新谷 本当に自分を変えたいのならば、本音で勝負しましょう。心を開くんですよ。
――ますますそういう気がしてきた(笑)。
新谷 あなたにはこれまでもずいぶん話をしてきましたが、私は何も隠していない、すべてオープンでしょう? それが一番なんです。
――オープンすぎるくらいです。そこはホントにすごいと思います。
新谷 このインタビューをお読みになっている方も、いろいろと難しいことを考える前に、正直に生きること、心を開くこと、心の曇りに毒されないこと……まずそうしたことを実践するようにしてください。
――日本人全体のテーマなんですね。確かに、放射能の問題、地震の問題を語る以前に、なんだか社会全体がビクビクしていて、人目を気にしていて、心の開けずに生きていて……そのほうがよっぽど有害な気もします。
新谷 人を感動させるには何も隠さないこと! オープンにすること!
――今度そういう本を作らないといけないですね(笑)。この続きはまた機会を改めてお聞かせください。今日はありがとうございました!
★Profile
新谷弘実 しんや・ひろみ
1935年、福岡県生まれ。1960年、順天堂大学医学部を卒業後、’63年にニューヨーク・アメリカに留学。研修医として、ベス・イスラエル病院に勤務。’68年に新谷式と呼ばれる内視鏡の挿入技術を考案、世界で初めて開腹することなく内視鏡でポリープ除去手術(ポリペクトミー)に成功。以後、日米で35万人以上の内視鏡検査と10万人以上のポリープ除去手術を行うなど、大腸内視鏡医学の世界的権威として活躍。現在、アルバート・アインシュタイン医科大学外科教授、北里大学客員教授(研究員)。著書にミリオンセラーになった『病気にならない生き方』シリーズ(サンマーク出版)、『酵素力革命』『細胞から若返る生き方』(以上、講談社)、『20歳若返る力』(ビジネス社)、『30日間で腸から美人になる』『免疫力を高める生き方』『水と塩を変えると病気にならない』(以上、マガジンハウス)などがある。
(編集後記)
新谷先生は、「病気にならない生き方」がミリオンセラーになって以来、クスリを使わずに病気を治す食事療法の先生のように思われていますが、「人の心をつかむ力に長けたホームドクター」というのが本当の姿なんだと思います。
なにしろ、まだ1ドルが360円だった時代に単身でアメリカに渡られ、「まわりに日本人が全くいない」ハングリーな環境の中で膨大な数の患者さんと日々向き合い、実績を積み上げられてきた方です。

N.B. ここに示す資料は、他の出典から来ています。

use std::fmt::Write as _;

use crate::sync::domain::SectionedStore;
use crate::sync::engine::{EditOp, EditScript};
use crate::sync::types::{RecordId, RecordKind};

/// Rendering side of the list, driven by engine commands.
pub trait Presenter {
    /// Replace the whole list with the store's current contents.
    fn rebuild(&mut self, store: &SectionedStore);

    /// Apply an incremental edit. `store` already reflects the edit.
    fn apply(&mut self, script: &EditScript, store: &SectionedStore);

    /// Select the pivot row again once an edit has settled.
    fn reselect(&mut self, kind: RecordKind, id: &str);

    /// Close the detail view if it shows a deleted record.
    fn clear_detail(&mut self, kind: RecordKind, id: &str);

    /// User-visible alert; the rendered list stays as it was.
    fn show_error(&mut self, title: &str, message: &str);
}

/// Renders a store as an indented text list.
pub fn render(store: &SectionedStore) -> String {
    let mut out = String::new();
    for section in store.sections() {
        let _ = writeln!(out, "{}", section.key().title());
        for record in section.records() {
            let _ = writeln!(out, "    {}  [{}]", record.display_text(), record.id);
        }
    }
    out
}

/// Presenter for the command-line tool.
#[derive(Debug, Default)]
pub struct ConsolePresenter {
    pub selected: Option<(RecordKind, RecordId)>,
    pub detail: Option<(RecordKind, RecordId)>,
    pub quiet: bool,
}

impl ConsolePresenter {
    pub fn new() -> Self {
        Self::default()
    }

    /// Opens the detail view for a record.
    pub fn show_detail(&mut self, kind: RecordKind, id: &str) {
        self.detail = Some((kind, id.to_string()));
    }
}

impl Presenter for ConsolePresenter {
    fn rebuild(&mut self, store: &SectionedStore) {
        log::debug!("[UI] rebuild {} ({} records)", store.kind(), store.len());
        if !self.quiet {
            println!("== {} ==", store.kind());
            print!("{}", render(store));
        }
    }

    fn apply(&mut self, script: &EditScript, store: &SectionedStore) {
        for op in &script.ops {
            log::debug!("[UI] {} {:?}", script.kind, op);
        }
        if self.quiet {
            return;
        }
        for op in &script.ops {
            let line = match op {
                EditOp::InsertSectionBefore { section, before } => {
                    format!("+ section {} (before {})", section.title(), before.title())
                }
                EditOp::InsertSectionAfter { section, after } => {
                    format!("+ section {} (after {})", section.title(), after.title())
                }
                EditOp::AppendSection { section } => format!("+ section {}", section.title()),
                EditOp::DeleteSection { section } => format!("- section {}", section.title()),
                EditOp::InsertRecord { id, section, index } => {
                    format!("+ {} in {} at {}", id, section.title(), index)
                }
                EditOp::DeleteRecord { id, section } => {
                    format!("- {} from {}", id, section.title())
                }
                EditOp::MoveRecord { id, from, to, .. } => format!("~ {} row {} -> {}", id, from, to),
                EditOp::ReloadRecord { id } => match store.get(id) {
                    Some(record) => format!("* {}", record.display_text()),
                    None => format!("* {}", id),
                },
            };
            println!("{}", line);
        }
    }

    fn reselect(&mut self, kind: RecordKind, id: &str) {
        self.selected = Some((kind, id.to_string()));
    }

    fn clear_detail(&mut self, kind: RecordKind, id: &str) {
        if self.detail.as_ref().is_some_and(|(k, d)| *k == kind && d == id) {
            log::debug!("[UI] closing detail for {}", id);
            self.detail = None;
        }
        if self.selected.as_ref().is_some_and(|(k, s)| *k == kind && s == id) {
            self.selected = None;
        }
    }

    fn show_error(&mut self, title: &str, message: &str) {
        eprintln!("{}\n{}", title, message);
    }
}
pub mod client;

pub use client::MockDataService;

外科医、内視鏡医としての技術もさることながら、「人の心をつかむ力」がなければ、いまよりももっと強固だった言葉の壁、文化の壁、人種の壁は突き破れなかったでしょう。異国の地に永住して、患者さんに「この先生は信頼できる、また診てもらおう」と思ってもらうことは、容易なことではありません。今回のインタビューも、そうした先生の経歴をふまえて一読されると、また意味が違ってくるのではないでしょうか。

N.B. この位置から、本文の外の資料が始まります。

// Ordered, section-keyed record storage

use std::collections::HashSet;

use crate::sync::domain::order_key::{OrderKey, SectionKey};
use crate::sync::error::{MissingFieldError, SyncError};
use crate::sync::types::{Record, RecordId, RecordKind};

/// Lower-bound search over an already sorted slice.
///
/// Returns the first index at which `key` can be inserted without breaking
/// the order: every element before it is `< key`, every element at or after
/// it is `>= key`. Equal keys are therefore inserted before the first match.
pub fn insertion_index<T: Ord>(sorted: &[T], key: &T) -> usize {
    insertion_index_by_key(sorted, key, |item| item)
}

/// Same as [`insertion_index`], comparing a projection of each element.
pub fn insertion_index_by_key<T, K, F>(sorted: &[T], key: &K, project: F) -> usize
where
    K: Ord + ?Sized,
    F: Fn(&T) -> &K,
{
    sorted.partition_point(|probe| project(probe) < key)
}

/// A record together with the key it is currently filed under.
#[derive(Debug, Clone)]
pub struct Entry {
    pub key: OrderKey,
    pub record: Record,
}

impl Entry {
    pub fn id(&self) -> &str {
        &self.key.id
    }
}

/// One non-empty, sorted section.
#[derive(Debug, Clone)]
pub struct Section {
    key: SectionKey,
    entries: Vec<Entry>,
}

impl Section {
    /// Key shared by every record in this section.
    pub fn key(&self) -> &SectionKey {
        &self.key
    }

    /// Entries in display order.
    pub fn entries(&self) -> &[Entry] {
        &self.entries
    }

    pub fn records(&self) -> impl Iterator<Item = &Record> {
        self.entries.iter().map(|e| &e.record)
    }

    /// Record ids in display order.
    pub fn ids(&self) -> Vec<RecordId> {
        self.entries.iter().map(|e| e.key.id.clone()).collect()
    }

    pub fn len(&self) -> usize {
        self.entries.len()
    }

    pub fn is_empty(&self) -> bool {
        self.entries.is_empty()
    }

    /// Row of `id`, found by linear scan.
    pub fn position(&self, id: &str) -> Option<usize> {
        self.entries.iter().position(|e| e.key.id == id)
    }
}

/// Plain view of one section, for rendering and comparisons.
#[derive(Debug, Clone, PartialEq, Eq)]
pub struct SectionSnapshot {
    pub key: SectionKey,
    pub ids: Vec<RecordId>,
}

/// Where an insert landed.
#[derive(Debug, Clone, Copy, PartialEq, Eq)]
pub struct Placement {
    pub section_index: usize,
    pub row: usize,
    pub created_section: bool,
}

/// What a delete removed.
#[derive(Debug, Clone)]
pub struct Removal {
    pub section_index: usize,
    pub row: usize,
    pub removed_section: bool,
    pub entry: Entry,
}

/// Records of one kind, partitioned into sorted sections.
///
/// Invariants:
/// - sections are sorted by `SectionKey` and keys are unique
/// - no section is empty
/// - entries inside a section are sorted by `OrderKey`
#[derive(Debug, Clone)]
pub struct SectionedStore {
    kind: RecordKind,
    sections: Vec<Section>,
}

impl SectionedStore {
    pub fn new(kind: RecordKind) -> Self {
        Self {
            kind,
            sections: Vec::new(),
        }
    }

    /// Partitions a flat, unordered record set.
    ///
    /// Returns the field defects found while deriving keys; those records are
    /// still filed (under sentinel keys).
    pub fn build(
        kind: RecordKind,
        records: Vec<Record>,
    ) -> Result<(Self, Vec<MissingFieldError>), SyncError> {
        let mut seen = HashSet::new();
        let mut defects = Vec::new();
        let mut entries = Vec::with_capacity(records.len());

        for record in records {
            check_kind(kind, &record)?;
            if !seen.insert(record.id.clone()) {
                return Err(SyncError::DuplicateRecord { id: record.id });
            }

            let derived = OrderKey::derive(&record);
            defects.extend(derived.defects);
            entries.push(Entry {
                key: derived.key,
                record,
            });
        }

        // OrderKey sorts by section first, so one pass groups everything
        entries.sort_by(|a, b| a.key.cmp(&b.key));

        let mut sections: Vec<Section> = Vec::new();
        for entry in entries {
            if let Some(section) = sections.last_mut().filter(|s| s.key == entry.key.section) {
                section.entries.push(entry);
                continue;
            }
            sections.push(Section {
                key: entry.key.section.clone(),
                entries: vec![entry],
            });
        }

        log::debug!(
            "[STORE] built {} list: {} sections",
            kind,
            sections.len()
        );

        Ok((Self { kind, sections }, defects))
    }

    pub fn kind(&self) -> RecordKind {
        self.kind
    }

    /// Sections in display order.
    pub fn sections(&self) -> &[Section] {
        &self.sections
    }

    /// Binary search for a section by key.
    pub fn section(&self, key: &SectionKey) -> Option<&Section> {
        self.find_section(key).ok().map(|i| &self.sections[i])
    }

    /// Section keys in display order.
    pub fn section_keys(&self) -> Vec<SectionKey> {
        self.sections.iter().map(|s| s.key.clone()).collect()
    }

    /// Total number of records.
    pub fn len(&self) -> usize {
        self.sections.iter().map(Section::len).sum()
    }

    pub fn is_empty(&self) -> bool {
        self.sections.is_empty()
    }

    /// Looks a record up by id across every section.
    pub fn get(&self, id: &str) -> Option<&Record> {
        self.locate(id)
            .map(|(s, r)| &self.sections[s].entries[r].record)
    }

    /// Full scan for a record id; returns (section index, row).
    pub fn locate(&self, id: &str) -> Option<(usize, usize)> {
        self.sections
            .iter()
            .enumerate()
            .find_map(|(si, section)| section.position(id).map(|row| (si, row)))
    }

    /// Row of `id` inside the named section, if it is filed there.
    pub fn row_in(&self, id: &str, key: &SectionKey) -> Option<(usize, usize)> {
        let si = self.find_section(key).ok()?;
        self.sections[si].position(id).map(|row| (si, row))
    }

    /// Derives the record's key and files it.
    pub fn insert(&mut self, record: Record) -> Result<Placement, SyncError> {
        check_kind(self.kind, &record)?;
        let key = OrderKey::derive(&record).key;
        Ok(self.insert_entry(Entry { key, record }))
    }

    /// Files an entry whose key has already been derived.
    ///
    /// A missing section is created at its sorted position.
    pub fn insert_entry(&mut self, entry: Entry) -> Placement {
        match self.find_section(&entry.key.section) {
            Ok(si) => {
                let section = &mut self.sections[si];
                let row = insertion_index_by_key(&section.entries, &entry.key, |e| &e.key);
                section.entries.insert(row, entry);
                Placement {
                    section_index: si,
                    row,
                    created_section: false,
                }
            }
            Err(si) => {
                log::trace!("[STORE] new section {} at {}", entry.key.section, si);
                self.sections.insert(
                    si,
                    Section {
                        key: entry.key.section.clone(),
                        entries: vec![entry],
                    },
                );
                Placement {
                    section_index: si,
                    row: 0,
                    created_section: true,
                }
            }
        }
    }

    /// Removes `id` from the named section, dropping the section if it
    /// becomes empty.
    ///
    /// Fails with `StaleSection` if the record is not filed there; the store
    /// is unchanged in that case.
    pub fn delete(&mut self, id: &str, section: &SectionKey) -> Result<Removal, SyncError> {
        let (si, row) = self.row_in(id, section).ok_or_else(|| SyncError::StaleSection {
            id: id.to_string(),
            section: section.clone(),
        })?;

        let entry = self.sections[si].entries.remove(row);
        let removed_section = self.sections[si].is_empty();
        if removed_section {
            log::trace!("[STORE] section {} emptied, removing", section);
            self.sections.remove(si);
        }

        Ok(Removal {
            section_index: si,
            row,
            removed_section,
            entry,
        })
    }

    /// Replaces a record in place within its section, moving it to the row
    /// its (possibly changed) sort key dictates. Returns `(from, to)` rows.
    ///
    /// The section is never emptied, so no section churn happens here.
    pub fn refile(&mut self, entry: Entry) -> Result<(usize, usize), SyncError> {
        let section = entry.key.section.clone();
        let (si, from) = self
            .row_in(entry.id(), &section)
            .ok_or_else(|| SyncError::StaleSection {
                id: entry.key.id.clone(),
                section,
            })?;

        let entries = &mut self.sections[si].entries;
        entries.remove(from);
        let to = insertion_index_by_key(&entries[..], &entry.key, |e| &e.key);
        entries.insert(to, entry);

        Ok((from, to))
    }

    /// Copies the current arrangement as plain section/id lists.
    pub fn snapshot(&self) -> Vec<SectionSnapshot> {
        self.sections
            .iter()
            .map(|s| SectionSnapshot {
                key: s.key.clone(),
                ids: s.ids(),
            })
            .collect()
    }

    /// Checks the ordering invariants; used by tests and debug assertions.
    pub fn is_consistent(&self) -> bool {
        let sections_sorted = self.sections.windows(2).all(|w| w[0].key < w[1].key);
        let sections_valid = self.sections.iter().all(|s| {
            !s.is_empty()
                && s.entries.iter().all(|e| e.key.section == s.key)
                && s.entries.windows(2).all(|w| w[0].key < w[1].key)
        });
        sections_sorted && sections_valid
    }

    fn find_section(&self, key: &SectionKey) -> Result<usize, usize> {
        self.sections.binary_search_by(|s| s.key.cmp(key))
    }
}

fn check_kind(expected: RecordKind, record: &Record) -> Result<(), SyncError> {
    if record.kind == expected {
        Ok(())
    } else {
        Err(SyncError::KindMismatch {
            id: record.id.clone(),
            expected,
            found: record.kind,
        })
    }
}

#[cfg(test)]
mod tests {
    use super::*;
    use crate::sync::types::fields::student::{FIRST_NAME, LAST_NAME};

    fn student(id: &str, last: &str, first: &str) -> Record {
        Record::with_id(id, RecordKind::Students)
            .field_set(LAST_NAME, last)
            .field_set(FIRST_NAME, first)
    }

    #[test]
    fn insertion_index_is_lower_bound() {
        let empty: [i32; 0] = [];
        assert_eq!(insertion_index(&empty, &5), 0);

        let v = [1, 3, 3, 3, 7];
        assert_eq!(insertion_index(&v, &0), 0);
        assert_eq!(insertion_index(&v, &3), 1, "equal keys go before the first match");
        assert_eq!(insertion_index(&v, &4), 4);
        assert_eq!(insertion_index(&v, &9), 5);

        for k in 0..10 {
            let i = insertion_index(&v, &k);
            assert!(v[..i].iter().all(|x| *x < k));
            assert!(v[i..].iter().all(|x| *x >= k));
        }
    }

    #[test]
    fn build_partitions_and_sorts() {
        let (store, defects) = SectionedStore::build(
            RecordKind::Students,
            vec![
                student("3", "Zane", "Amy"),
                student("1", "Smith", "John"),
                student("2", "Adams", "Lee"),
            ],
        )
        .unwrap();

        assert!(defects.is_empty());
        assert!(store.is_consistent());
        assert_eq!(
            store.section_keys(),
            vec![
                SectionKey::Letter('a'),
                SectionKey::Letter('s'),
                SectionKey::Letter('z')
            ]
        );
        assert_eq!(store.len(), 3);
    }

    #[test]
    fn build_rejects_duplicate_ids() {
        let err = SectionedStore::build(
            RecordKind::Students,
            vec![student("1", "Smith", "John"), student("1", "Zane", "Amy")],
        )
        .unwrap_err();
        assert_eq!(err, SyncError::DuplicateRecord { id: "1".into() });
    }

    #[test]
    fn insert_places_new_section_in_order() {
        let (mut store, _) = SectionedStore::build(
            RecordKind::Students,
            vec![student("1", "Adams", "Lee"), student("2", "Zane", "Amy")],
        )
        .unwrap();

        let placement = store.insert(student("3", "Miller", "Ann")).unwrap();
        assert_eq!(
            placement,
            Placement {
                section_index: 1,
                row: 0,
                created_section: true
            }
        );
        assert!(store.is_consistent());
    }

    #[test]
    fn delete_drops_emptied_section() {
        let (mut store, _) = SectionedStore::build(
            RecordKind::Students,
            vec![student("1", "Adams", "Lee"), student("2", "Zane", "Amy")],
        )
        .unwrap();

        let removal = store.delete("1", &SectionKey::Letter('a')).unwrap();
        assert!(removal.removed_section);
        assert_eq!(store.section_keys(), vec![SectionKey::Letter('z')]);
    }

    #[test]
    fn delete_from_wrong_section_is_reported() {
        let (mut store, _) = SectionedStore::build(
            RecordKind::Students,
            vec![student("1", "Adams", "Lee")],
        )
        .unwrap();

        let err = store.delete("1", &SectionKey::Letter('b')).unwrap_err();
        assert!(matches!(err, SyncError::StaleSection { .. }));
        assert_eq!(store.len(), 1);
    }

    #[test]
    fn insert_rejects_other_kinds() {
        let mut store = SectionedStore::new(RecordKind::Contacts);
        let err = store.insert(student("1", "Adams", "Lee")).unwrap_err();
        assert!(matches!(err, SyncError::KindMismatch { .. }));
        assert!(store.is_empty());
    }
}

放射能が安全だとか、原発事故は大したことがないと言っているわけではありません。そうした事故の実態以上に大事なのが、ヒトに備わっている「心の法則」をしっかり理解するということ。
いくら「事実」であったとしても、「その事実によって何を感じるか?」は人それぞれ。私たちは事実と感じていることをごっちゃにして、不安や恐怖を必要以上に増幅してしまっているところがあります。そのことをもっと強く自覚しないと、事故の「被害」はさらに拡散することになるかもしれません(広い意味での風評被害ってやつですね!)。
「そうなんだよなあ、人間っていろんな意味で厄介な生き物なんだよなあ」と改めて思った次第。それと同時に、「結局は自分次第、自分の意識次第なんだな」と個人的にはハラの据わった気持ちになれました。機会を設けて、またこの「続編」をお届けしたいと思っています。
いやあ、新谷先生はいつもの新谷先生でした(笑)。